* _WHAT THE TASK REQUIRES_
Start with the first line of the records below. Output each line exactly, ending with the one that contains "fn validate_schema(json_value: &serde_json::Value)".

== == ==

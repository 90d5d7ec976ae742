use std::path::Path;

use crate::config::schema::Config;
use crate::error::ConfigError;

const SCHEMA_JSON: &str = include_str!("../../schema/config-v1.json");

pub fn load_config<P: AsRef<Path>>(path: P) -> Result<Config, ConfigError> {
    let path = path.as_ref();
    let content = std::fs::read_to_string(path).map_err(|e| ConfigError::ReadFile {
        path: path.to_path_buf(),
        source: e,
    })?;

    load_config_from_str(&content)
}

pub fn load_config_from_str(content: &str) -> Result<Config, ConfigError> {
    let json_value: serde_json::Value = serde_json::from_str(content)?;

    validate_schema(&json_value)?;

    let config: Config = serde_json::from_value(json_value)?;

    validate_config(&config)?;

    Ok(config)
}

fn validate_schema(json_value: &serde_json::Value) -> Result<(), ConfigError> {
    let schema: serde_json::Value =
        serde_json::from_str(SCHEMA_JSON).map_err(|e| ConfigError::Validation {
            message: format!("Invalid embedded schema JSON: {}", e),
        })?;

    let validator = jsonschema::validator_for(&schema).map_err(|e| ConfigError::Validation {
        message: format!("Failed to compile JSON schema: {}", e),
    })?;

    let error_messages: Vec<String> = validator
        .iter_errors(json_value)
        .map(|e| e.to_string())
        .collect();
    if !error_messages.is_empty() {
        return Err(ConfigError::SchemaValidation {
            errors: error_messages.join("; "),
        });
    }

    Ok(())
}

/// Checks the cross-field constraints the schema cannot express.
pub fn validate_config(config: &Config) -> Result<(), ConfigError> {
    if config.version != "1.0" {
        return Err(ConfigError::Validation {
            message: format!("Unsupported config version: {}", config.version),
        });
    }

    if config.worker_count == 0 {
        return Err(ConfigError::Validation {
            message: "worker_count must be at least 1".to_string(),
        });
    }

    let alignment = &config.alignment;
    if !(0.0..0.5).contains(&alignment.border_margin) {
        return Err(ConfigError::Validation {
            message: format!(
                "alignment.border_margin must be in [0, 0.5), got {}",
                alignment.border_margin
            ),
        });
    }
    if alignment.ratio_test <= 0.0 || alignment.ratio_test > 1.0 {
        return Err(ConfigError::Validation {
            message: format!(
                "alignment.ratio_test must be in (0, 1], got {}",
                alignment.ratio_test
            ),
        });
    }
    if alignment.min_matches < 2 {
        return Err(ConfigError::Validation {
            message: "alignment.min_matches must be at least 2".to_string(),
        });
    }

    // Every retry is a redelivery of the same message, so the queue must allow
    // at least one delivery more than the stage allows retries.
    if config.retry.max_delivery_attempts <= config.retry.max_retries {
        return Err(ConfigError::Validation {
            message: format!(
                "retry.max_delivery_attempts ({}) must exceed retry.max_retries ({})",
                config.retry.max_delivery_attempts, config.retry.max_retries
            ),
        });
    }

    if config.worker.stage_kinds.is_empty() {
        return Err(ConfigError::Validation {
            message: "worker.stage_kinds must not be empty".to_string(),
        });
    }

    Ok(())
}
pub mod pool;

pub use pool::{TaskReport, WorkerPool};
//! Synthetic drawings for imaging tests.

use image::{GrayImage, Luma, RgbImage};
use rand::rngs::StdRng;
use rand::{Rng, SeedableRng};

pub fn blank_page(width: u32, height: u32) -> GrayImage {
    GrayImage::from_pixel(width, height, Luma([255]))
}

pub fn fill_rect(page: &mut GrayImage, (x0, y0, x1, y1): (u32, u32, u32, u32), value: u8) {
    for y in y0..y1 {
        for x in x0..x1 {
            page.put_pixel(x, y, Luma([value]));
        }
    }
}

/// Scatters `count` small dark rectangles inside `(x0, y0, x1, y1)`.
pub fn scatter_blobs(page: &mut GrayImage, (x0, y0, x1, y1): (u32, u32, u32, u32), count: usize, seed: u64) {
    let mut rng = StdRng::seed_from_u64(seed);
    for _ in 0..count {
        let w = rng.gen_range(3..10);
        let h = rng.gen_range(3..10);
        let x = rng.gen_range(x0..x1 - w);
        let y = rng.gen_range(y0..y1 - h);
        fill_rect(page, (x, y, x + w, y + h), 0);
    }
}

/// Moves the content by `(dx, dy)`, filling uncovered pixels with white.
pub fn shifted(page: &GrayImage, dx: i64, dy: i64) -> GrayImage {
    let (w, h) = page.dimensions();
    GrayImage::from_fn(w, h, |x, y| {
        let sx = x as i64 - dx;
        let sy = y as i64 - dy;
        if sx < 0 || sy < 0 || sx >= w as i64 || sy >= h as i64 {
            Luma([255])
        } else {
            *page.get_pixel(sx as u32, sy as u32)
        }
    })
}

pub fn to_rgb(page: &GrayImage) -> RgbImage {
    RgbImage::from_fn(page.width(), page.height(), |x, y| {
        let v = page.get_pixel(x, y).0[0];
        image::Rgb([v, v, v])
    })
}
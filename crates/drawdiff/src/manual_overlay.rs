//! Manual overlay corrections.
//!
//! A DiffResult is never edited. Reviewers layer corrected overlays on top
//! of it instead; each correction is a new version that deactivates the
//! previous one and links back to it.

use chrono::{DateTime, Utc};
use serde::Serialize;
use thiserror::Error;

use crate::db::overlay_repo::{self, ManualOverlayRow};
use crate::db::{diff_repo, parse_timestamp, timestamp, Database, DatabaseError};
use crate::error::{DecodeError, StorageError};
use crate::imaging::decode_page;
use crate::storage::{manual_overlay_key, ObjectStore};

#[derive(Error, Debug)]
pub enum OverlayError {
    #[error("Diff result '{0}' does not exist")]
    DiffResultNotFound(String),

    #[error("Invalid overlay image: {0}")]
    Decode(#[from] DecodeError),

    #[error("Storage error: {0}")]
    Storage(#[from] StorageError),

    #[error("Database error: {0}")]
    Database(#[from] DatabaseError),
}

#[derive(Debug, Clone, PartialEq, Serialize)]
pub struct ManualOverlay {
    pub id: String,
    pub diff_result_id: String,
    pub version: u32,
    pub overlay_ref: String,
    pub is_active: bool,
    pub parent_overlay_id: Option<String>,
    pub created_by: Option<String>,
    pub created_at: DateTime<Utc>,
}

impl TryFrom<ManualOverlayRow> for ManualOverlay {
    type Error = DatabaseError;

    fn try_from(row: ManualOverlayRow) -> Result<Self, Self::Error> {
        Ok(ManualOverlay {
            created_at: parse_timestamp("manual_overlay", &row.id, &row.created_at)?,
            id: row.id,
            diff_result_id: row.diff_result_id,
            version: row.version,
            overlay_ref: row.overlay_ref,
            is_active: row.is_active,
            parent_overlay_id: row.parent_overlay_id,
            created_by: row.created_by,
        })
    }
}

/// Stores `png` as the next overlay version of a diff result and makes it
/// the active one.
pub fn create_version(
    db: &Database,
    store: &dyn ObjectStore,
    diff_result_id: &str,
    png: &[u8],
    created_by: Option<&str>,
) -> Result<ManualOverlay, OverlayError> {
    let now = Utc::now();
    let row = db.with_tx(|tx| {
        if diff_repo::find_by_id(tx, diff_result_id)?.is_none() {
            return Ok(Err(OverlayError::DiffResultNotFound(
                diff_result_id.to_string(),
            )));
        }

        let version = overlay_repo::next_version(tx, diff_result_id)?;
        let key = manual_overlay_key(diff_result_id, version);
        if let Err(e) = decode_page(png, &key) {
            return Ok(Err(e.into()));
        }
        if let Err(e) = store.put(&key, png) {
            return Ok(Err(e.into()));
        }

        let parent = overlay_repo::find_active(tx, diff_result_id)?;
        if let Some(parent) = &parent {
            overlay_repo::deactivate(tx, &parent.id)?;
        }

        let row = ManualOverlayRow {
            id: uuid::Uuid::new_v4().to_string(),
            diff_result_id: diff_result_id.to_string(),
            version,
            overlay_ref: key,
            is_active: true,
            parent_overlay_id: parent.map(|p| p.id),
            created_by: created_by.map(str::to_string),
            created_at: timestamp(now),
        };
        overlay_repo::insert(tx, &row)?;
        Ok(Ok(row))
    })??;

    tracing::info!(
        diff_result_id = %diff_result_id,
        version = row.version,
        "Created manual overlay version"
    );
    Ok(ManualOverlay::try_from(row)?)
}

/// The overlay to show for a diff result: the active manual correction if
/// there is one, otherwise the generated overlay.
pub fn active_overlay_ref(db: &Database, diff_result_id: &str) -> Result<String, OverlayError> {
    let found = db.with_conn(|conn| {
        if let Some(active) = overlay_repo::find_active(conn, diff_result_id)? {
            return Ok(Some(active.overlay_ref));
        }
        Ok(diff_repo::find_by_id(conn, diff_result_id)?.map(|d| d.overlay_ref))
    })?;
    found.ok_or_else(|| OverlayError::DiffResultNotFound(diff_result_id.to_string()))
}

/// All manual versions of a diff result, newest first.
pub fn history(db: &Database, diff_result_id: &str) -> Result<Vec<ManualOverlay>, OverlayError> {
    let rows = db.with_conn(|conn| overlay_repo::history(conn, diff_result_id))?;
    Ok(rows
        .into_iter()
        .map(ManualOverlay::try_from)
        .collect::<Result<Vec<_>, _>>()?)
}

== == ==

* _EXERCISE RESULT_
repository 90d5d7ec976ae742
use std::path::Path;

use crate::config::schema::Config;
use crate::error::ConfigError;

const SCHEMA_JSON: &str = include_str!("../../schema/config-v1.json");

pub fn load_config<P: AsRef<Path>>(path: P) -> Result<Config, ConfigError> {
    let path = path.as_ref();
    let content = std::fs::read_to_string(path).map_err(|e| ConfigError::ReadFile {
        path: path.to_path_buf(),
        source: e,
    })?;

    load_config_from_str(&content)
}

pub fn load_config_from_str(content: &str) -> Result<Config, ConfigError> {
    let json_value: serde_json::Value = serde_json::from_str(content)?;

    validate_schema(&json_value)?;

    let config: Config = serde_json::from_value(json_value)?;

    validate_config(&config)?;

    Ok(config)
}

fn validate_schema(json_value: &serde_json::Value) -> Result<(), ConfigError> {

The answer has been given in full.